Tao Writer (April 17, 1948 -)
I Am Here — The Essay
“I Am Here!” This is more than a declaration. It is a revelation. I love being in this body, separate and part of something greater. I am part of something whole. The finite existence of life is a true gift. I feel free – atop of the world. I am blessed with the beauty of the empty canvas and the blank page. I have the opportunity to paint my world any color I want and to create the story of my life. All I have to do is draw that first fragile line or write the first intentional words of a poem and simply dream my existence.
My experience in the world seems almost full circle. I came here hungry for wisdom. It has taken me a lifetime to learn what has always been mine. My old worlds dissolve more quickly now leaving me without reference points in the past to hold onto. Almost everything I have ever believed has disappeared. What I do believe is more about being alive than anything else. No other assessment of me matters. I stand undiminished to the world in full sail.

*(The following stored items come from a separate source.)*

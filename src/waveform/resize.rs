//! Resize coordination.
//!
//! Geometry changes reach us through two kinds of notification: container
//! layout reports (the waveform pane's rect as laid out on every frame) and
//! window resize events from the terminal. Neither is fully reliable
//! everywhere, so a [`ResizeStrategy`] is picked once at setup and the
//! coordinator only honors the notifications that strategy trusts.
//!
//! With a recorded buffer on screen, geometry changes are debounced so a
//! burst of resize events costs a single re-extraction. Without one the new
//! geometry applies immediately so the live view stays responsive.

use serde::{Deserialize, Serialize};
use std::time::{Duration, Instant};

use super::geometry::{ContainerSize, Geometry};

/// Delays after mount at which geometry is re-checked when window resize
/// events are the only notification.
pub const RECHECK_DELAYS: [Duration; 3] = [
    Duration::from_millis(100),
    Duration::from_millis(500),
    Duration::from_millis(1000),
];

pub const DEFAULT_DEBOUNCE: Duration = Duration::from_millis(500);

/// Which resize notifications are trusted.
#[derive(Debug, Clone, Copy, PartialEq, Eq)]
pub enum ResizeStrategy {
    /// Container layout reports, delivered every frame
    Observer,
    /// Window resize events plus forced re-checks shortly after mount
    WindowWithRechecks,
    /// Window resize events only
    WindowOnly,
}

/// Configured strategy; `auto` is resolved against the environment.
#[derive(Debug, Clone, Copy, Serialize, Deserialize, PartialEq, Eq, Default)]
#[serde(rename_all = "kebab-case")]
pub enum StrategySetting {
    #[default]
    Auto,
    Observer,
    Window,
    WindowRechecks,
}

/// Facts about the hosting terminal that decide the strategy.
#[derive(Debug, Clone, Copy, PartialEq, Eq, Default)]
pub struct ResizeEnvironment {
    /// Running inside tmux or screen, which relay size changes late
    pub multiplexer: bool,
    /// No layout observation available at all
    pub dumb_terminal: bool,
}

impl ResizeEnvironment {
    pub fn from_env() -> Self {
        let multiplexer = std::env::var_os("TMUX").is_some() || std::env::var_os("STY").is_some();
        let dumb_terminal = std::env::var("TERM").map(|t| t == "dumb").unwrap_or(false);
        Self { multiplexer, dumb_terminal }
    }
}

impl ResizeStrategy {
    pub fn detect(env: ResizeEnvironment) -> Self {
        if env.dumb_terminal {
            ResizeStrategy::WindowOnly
        } else if env.multiplexer {
            ResizeStrategy::WindowWithRechecks
        } else {
            ResizeStrategy::Observer
        }
    }
}

impl StrategySetting {
    pub fn resolve(self, env: ResizeEnvironment) -> ResizeStrategy {
        match self {
            StrategySetting::Auto => ResizeStrategy::detect(env),
            StrategySetting::Observer => ResizeStrategy::Observer,
            StrategySetting::Window => ResizeStrategy::WindowOnly,
            StrategySetting::WindowRechecks => ResizeStrategy::WindowWithRechecks,
        }
    }
}

/// A resize notification from the host.
#[derive(Debug, Clone, Copy, PartialEq)]
pub enum ResizeSignal {
    /// The container's laid-out size
    Layout(ContainerSize),
    /// The window was resized; carries the container size measured afterwards
    Window(ContainerSize),
}

/// A committed geometry change.
#[derive(Debug, Clone, Copy, PartialEq)]
pub struct GeometryChange {
    pub geometry: Geometry,
    /// Bars for the recorded buffer must be extracted again
    pub recompute: bool,
}

#[derive(Debug, Clone, Copy)]
struct PendingCommit {
    geometry: Geometry,
    due: Instant,
}

pub struct ResizeCoordinator {
    strategy: ResizeStrategy,
    debounce: Duration,
    device_pixel_ratio: f32,
    geometry: Geometry,
    pending: Option<PendingCommit>,
    rechecks: Vec<Instant>,
}

impl ResizeCoordinator {
    pub fn new(strategy: ResizeStrategy, debounce: Duration, device_pixel_ratio: f32) -> Self {
        Self {
            strategy,
            debounce,
            device_pixel_ratio,
            geometry: Geometry::default(),
            pending: None,
            rechecks: Vec::new(),
        }
    }

    pub fn strategy(&self) -> ResizeStrategy {
        self.strategy
    }

    pub fn geometry(&self) -> Geometry {
        self.geometry
    }

    /// A debounced commit is waiting for its window to close.
    pub fn is_resizing(&self) -> bool {
        self.pending.is_some()
    }

    /// Computes the initial geometry and arms the post-mount re-checks.
    pub fn mount(&mut self, container: ContainerSize, now: Instant) -> Geometry {
        self.geometry = Geometry::from_container(container, self.device_pixel_ratio);
        self.pending = None;
        self.rechecks = match self.strategy {
            ResizeStrategy::WindowWithRechecks => RECHECK_DELAYS.iter().map(|d| now + *d).collect(),
            _ => Vec::new(),
        };
        tracing::debug!(
            "Waveform mounted with {:?} strategy at {}x{}",
            self.strategy,
            self.geometry.pixel_width,
            self.geometry.pixel_height
        );
        self.geometry
    }

    /// Handles a resize notification. Returns a change only when it is
    /// committed right away; debounced changes surface from [`Self::poll`].
    pub fn notify(
        &mut self,
        signal: ResizeSignal,
        has_recorded_buffer: bool,
        now: Instant,
    ) -> Option<GeometryChange> {
        let container = match (self.strategy, signal) {
            (ResizeStrategy::Observer, ResizeSignal::Layout(container)) => container,
            (
                ResizeStrategy::WindowWithRechecks | ResizeStrategy::WindowOnly,
                ResizeSignal::Window(container),
            ) => container,
            _ => return None,
        };
        self.apply(container, has_recorded_buffer, now)
    }

    /// Fires due re-checks and closes expired debounce windows.
    pub fn poll(
        &mut self,
        now: Instant,
        container: ContainerSize,
        has_recorded_buffer: bool,
    ) -> Option<GeometryChange> {
        let mut change = None;

        let scheduled = self.rechecks.len();
        self.rechecks.retain(|due| *due > now);
        if self.rechecks.len() < scheduled {
            tracing::trace!("Forced geometry re-check");
            change = self.apply(container, has_recorded_buffer, now);
        }

        if let Some(pending) = self.pending {
            if now >= pending.due {
                self.pending = None;
                if pending.geometry != self.geometry {
                    tracing::debug!(
                        "Debounced resize committed: {}x{}",
                        pending.geometry.pixel_width,
                        pending.geometry.pixel_height
                    );
                    self.geometry = pending.geometry;
                    change = Some(GeometryChange {
                        geometry: pending.geometry,
                        recompute: true,
                    });
                }
            }
        }

        change
    }

    fn apply(
        &mut self,
        container: ContainerSize,
        has_recorded_buffer: bool,
        now: Instant,
    ) -> Option<GeometryChange> {
        let geometry = Geometry::from_container(container, self.device_pixel_ratio);

        if has_recorded_buffer {
            if geometry == self.geometry && self.pending.is_none() {
                return None;
            }
            // Every notification in a burst pushes the window out again.
            self.pending = Some(PendingCommit {
                geometry,
                due: now + self.debounce,
            });
            return None;
        }

        self.pending = None;
        if geometry == self.geometry {
            return None;
        }
        self.geometry = geometry;
        Some(GeometryChange {
            geometry,
            recompute: false,
        })
    }
}

#[cfg(test)]
mod tests {
    use super::*;

    fn size(width: f32, height: f32) -> ContainerSize {
        ContainerSize::new(width, height)
    }

    #[test]
    fn test_strategy_detection() {
        assert_eq!(
            ResizeStrategy::detect(ResizeEnvironment::default()),
            ResizeStrategy::Observer
        );
        assert_eq!(
            ResizeStrategy::detect(ResizeEnvironment { multiplexer: true, dumb_terminal: false }),
            ResizeStrategy::WindowWithRechecks
        );
        assert_eq!(
            ResizeStrategy::detect(ResizeEnvironment { multiplexer: true, dumb_terminal: true }),
            ResizeStrategy::WindowOnly
        );
        assert_eq!(
            StrategySetting::Window.resolve(ResizeEnvironment::default()),
            ResizeStrategy::WindowOnly
        );
    }

    #[test]
    fn test_live_mode_applies_immediately() {
        let now = Instant::now();
        let mut resize = ResizeCoordinator::new(ResizeStrategy::Observer, DEFAULT_DEBOUNCE, 1.0);
        resize.mount(size(400.0, 200.0), now);

        let change = resize
            .notify(ResizeSignal::Layout(size(800.0, 200.0)), false, now)
            .expect("immediate change");
        assert!(!change.recompute);
        assert_eq!(change.geometry.pixel_width, 800);
        assert_eq!(resize.notify(ResizeSignal::Layout(size(800.0, 200.0)), false, now), None);
    }

    #[test]
    fn test_static_mode_debounces_bursts() {
        let start = Instant::now();
        let mut resize = ResizeCoordinator::new(ResizeStrategy::Observer, DEFAULT_DEBOUNCE, 1.0);
        resize.mount(size(400.0, 200.0), start);

        for (i, width) in [500.0, 600.0, 700.0, 800.0].into_iter().enumerate() {
            let at = start + Duration::from_millis(50 * i as u64);
            assert_eq!(resize.notify(ResizeSignal::Layout(size(width, 200.0)), true, at), None);
        }
        assert!(resize.is_resizing());

        let last = start + Duration::from_millis(150);
        assert_eq!(resize.poll(last + Duration::from_millis(499), size(800.0, 200.0), true), None);

        let change = resize
            .poll(last + DEFAULT_DEBOUNCE, size(800.0, 200.0), true)
            .expect("debounced commit");
        assert!(change.recompute);
        assert_eq!(change.geometry.pixel_width, 800);
        assert!(!resize.is_resizing());
        assert_eq!(resize.poll(last + DEFAULT_DEBOUNCE * 4, size(800.0, 200.0), true), None);
    }

    #[test]
    fn test_resize_and_back_is_not_a_change() {
        let start = Instant::now();
        let mut resize = ResizeCoordinator::new(ResizeStrategy::Observer, DEFAULT_DEBOUNCE, 1.0);
        resize.mount(size(400.0, 200.0), start);
        resize.notify(ResizeSignal::Layout(size(500.0, 200.0)), true, start);
        resize.notify(ResizeSignal::Layout(size(400.0, 200.0)), true, start);
        assert_eq!(resize.poll(start + DEFAULT_DEBOUNCE, size(400.0, 200.0), true), None);
    }

    #[test]
    fn test_strategy_filters_signals() {
        let now = Instant::now();
        let mut observer = ResizeCoordinator::new(ResizeStrategy::Observer, DEFAULT_DEBOUNCE, 1.0);
        observer.mount(size(10.0, 10.0), now);
        assert_eq!(observer.notify(ResizeSignal::Window(size(20.0, 10.0)), false, now), None);

        let mut window = ResizeCoordinator::new(ResizeStrategy::WindowOnly, DEFAULT_DEBOUNCE, 1.0);
        window.mount(size(10.0, 10.0), now);
        assert_eq!(window.notify(ResizeSignal::Layout(size(20.0, 10.0)), false, now), None);
        assert!(window.notify(ResizeSignal::Window(size(20.0, 10.0)), false, now).is_some());
    }

    #[test]
    fn test_rechecks_catch_late_layout() {
        let start = Instant::now();
        let mut resize =
            ResizeCoordinator::new(ResizeStrategy::WindowWithRechecks, DEFAULT_DEBOUNCE, 1.0);
        resize.mount(size(0.0, 0.0), start);

        assert_eq!(resize.poll(start + Duration::from_millis(50), size(120.0, 40.0), false), None);
        let change = resize
            .poll(start + Duration::from_millis(100), size(120.0, 40.0), false)
            .expect("first re-check");
        assert_eq!(change.geometry.pixel_width, 120);

        assert_eq!(resize.poll(start + Duration::from_millis(500), size(120.0, 40.0), false), None);
        let change = resize
            .poll(start + Duration::from_millis(1000), size(160.0, 40.0), false)
            .expect("last re-check");
        assert_eq!(change.geometry.pixel_width, 160);
    }

    #[test]
    fn test_rechecks_with_recorded_buffer_are_debounced() {
        let start = Instant::now();
        let mut resize =
            ResizeCoordinator::new(ResizeStrategy::WindowWithRechecks, DEFAULT_DEBOUNCE, 1.0);
        resize.mount(size(400.0, 200.0), start);

        let wide = size(800.0, 200.0);
        assert_eq!(resize.poll(start + Duration::from_millis(100), wide, true), None);
        assert!(resize.is_resizing());
        assert_eq!(resize.geometry().pixel_width, 400);

        // The 500 ms and 1000 ms re-checks push the window out to 1500 ms.
        assert_eq!(resize.poll(start + Duration::from_millis(1000), wide, true), None);
        assert_eq!(resize.poll(start + Duration::from_millis(1499), wide, true), None);
        let change = resize
            .poll(start + Duration::from_millis(1500), wide, true)
            .expect("debounced re-check");
        assert!(change.recompute);
        assert_eq!(change.geometry.pixel_width, 800);
        assert!(!resize.is_resizing());
    }

    #[test]
    fn test_window_only_has_no_rechecks() {
        let start = Instant::now();
        let mut resize = ResizeCoordinator::new(ResizeStrategy::WindowOnly, DEFAULT_DEBOUNCE, 1.0);
        resize.mount(size(0.0, 0.0), start);
        assert_eq!(resize.poll(start + Duration::from_secs(2), size(120.0, 40.0), false), None);
    }
}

With little or no interference from me, my life lives itself. I am and will be until my death merely the vehicle through which it lives. I enjoy all the things I do and have no regrets for the things I’ve done. I love being alive. I stretch the limits of and totally inhabit this body. In a worldly and spiritual sense I push the limits of both mind and heart. I traveled the planet looking for home and have found many along the way.
Now I continue this unmapped adventure into my life from this place I call “here.”
I like being “here” where I can watch each day create its perfect self. This space feels safe for me. I am observing without being observed. I am doing what a creator does.
What have I learned that I can give? You hold it in your hands. I read, I write, I think, and I dream. These four acts fill much of my life. They are the only things I have done for myself all of my life without exhaustion. I read, I write, I think, and I dream with wholeheartedness.
This is the kairos, a propitious moment, an opportunity for the creative expression of my existence in this world.